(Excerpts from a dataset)
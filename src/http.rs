//! Outbound HTTP plumbing shared by the GitHub and Cloudinary clients.
//!
//! Every request is bounded by the configured deadline. A request that runs
//! past it surfaces as [`CmsError::Timeout`], never as a generic upstream
//! failure.

use reqwest::{Client, RequestBuilder, Response};
use std::time::Duration;

use crate::config::HttpConfig;
use crate::error::{CmsError, CmsResult};

pub fn build_client(cfg: &HttpConfig) -> CmsResult<Client> {
    Client::builder()
        .user_agent(cfg.user_agent.clone())
        .timeout(cfg.timeout())
        .build()
        .map_err(|e| CmsError::Internal(format!("failed to build HTTP client: {}", e)))
}

/// Send `req`, aborting it once `deadline` passes.
pub async fn send(
    service: &'static str,
    what: &str,
    req: RequestBuilder,
    deadline: Duration,
) -> CmsResult<Response> {
    match tokio::time::timeout(deadline, req.send()).await {
        Err(_) => Err(CmsError::Timeout(format!("{} {}", service, what))),
        Ok(Err(e)) => Err(transport_error(service, what, e)),
        Ok(Ok(resp)) => Ok(resp),
    }
}

/// Map a reqwest failure, keeping timeouts distinguishable.
pub fn transport_error(service: &'static str, what: &str, err: reqwest::Error) -> CmsError {
    if err.is_timeout() {
        CmsError::Timeout(format!("{} {}", service, what))
    } else {
        CmsError::Upstream {
            service,
            status: err.status().map(|s| s.as_u16()).unwrap_or(0),
            message: format!("{}: {}", what, err),
        }
    }
}

/// Consume a non-2xx response into an upstream error carrying its status.
pub async fn upstream_error(service: &'static str, what: &str, resp: Response) -> CmsError {
    let status = resp.status().as_u16();
    let body = resp.text().await.unwrap_or_default();
    CmsError::Upstream {
        service,
        status,
        message: format!("{}: {}", what, body.chars().take(500).collect::<String>()),
    }
}

/// Deserialize a JSON response body.
pub async fn read_json<T: serde::de::DeserializeOwned>(
    service: &'static str,
    what: &str,
    resp: Response,
) -> CmsResult<T> {
    resp.json::<T>()
        .await
        .map_err(|e| transport_error(service, what, e))
}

### What to work on:
Set down every entry again, exactly as written.

### Task result:
filename src/http.rs
//! Outbound HTTP plumbing shared by the GitHub and Cloudinary clients.
//!
//! Every request is bounded by the configured deadline. A request that runs
//! past it surfaces as [`CmsError::Timeout`], never as a generic upstream
//! failure.

use reqwest::{Client, RequestBuilder, Response};
use std::time::Duration;

use crate::config::HttpConfig;
use crate::error::{CmsError, CmsResult};

pub fn build_client(cfg: &HttpConfig) -> CmsResult<Client> {
    Client::builder()
        .user_agent(cfg.user_agent.clone())
        .timeout(cfg.timeout())
        .build()
        .map_err(|e| CmsError::Internal(format!("failed to build HTTP client: {}", e)))
}

/// Send `req`, aborting it once `deadline` passes.
pub async fn send(
    service: &'static str,
    what: &str,
    req: RequestBuilder,
    deadline: Duration,
) -> CmsResult<Response> {
    match tokio::time::timeout(deadline, req.send()).await {
        Err(_) => Err(CmsError::Timeout(format!("{} {}", service, what))),
        Ok(Err(e)) => Err(transport_error(service, what, e)),
        Ok(Ok(resp)) => Ok(resp),
    }
}

/// Map a reqwest failure, keeping timeouts distinguishable.
pub fn transport_error(service: &'static str, what: &str, err: reqwest::Error) -> CmsError {
    if err.is_timeout() {
        CmsError::Timeout(format!("{} {}", service, what))
    } else {
        CmsError::Upstream {
            service,
            status: err.status().map(|s| s.as_u16()).unwrap_or(0),
            message: format!("{}: {}", what, err),
        }
    }
}

/// Consume a non-2xx response into an upstream error carrying its status.
pub async fn upstream_error(service: &'static str, what: &str, resp: Response) -> CmsError {
    let status = resp.status().as_u16();
    let body = resp.text().await.unwrap_or_default();
    CmsError::Upstream {
        service,
        status,
        message: format!("{}: {}", what, body.chars().take(500).collect::<String>()),
    }
}

/// Deserialize a JSON response body.
pub async fn read_json<T: serde::de::DeserializeOwned>(
    service: &'static str,
    what: &str,
    resp: Response,
) -> CmsResult<T> {
    resp.json::<T>()
        .await
        .map_err(|e| transport_error(service, what, e))
}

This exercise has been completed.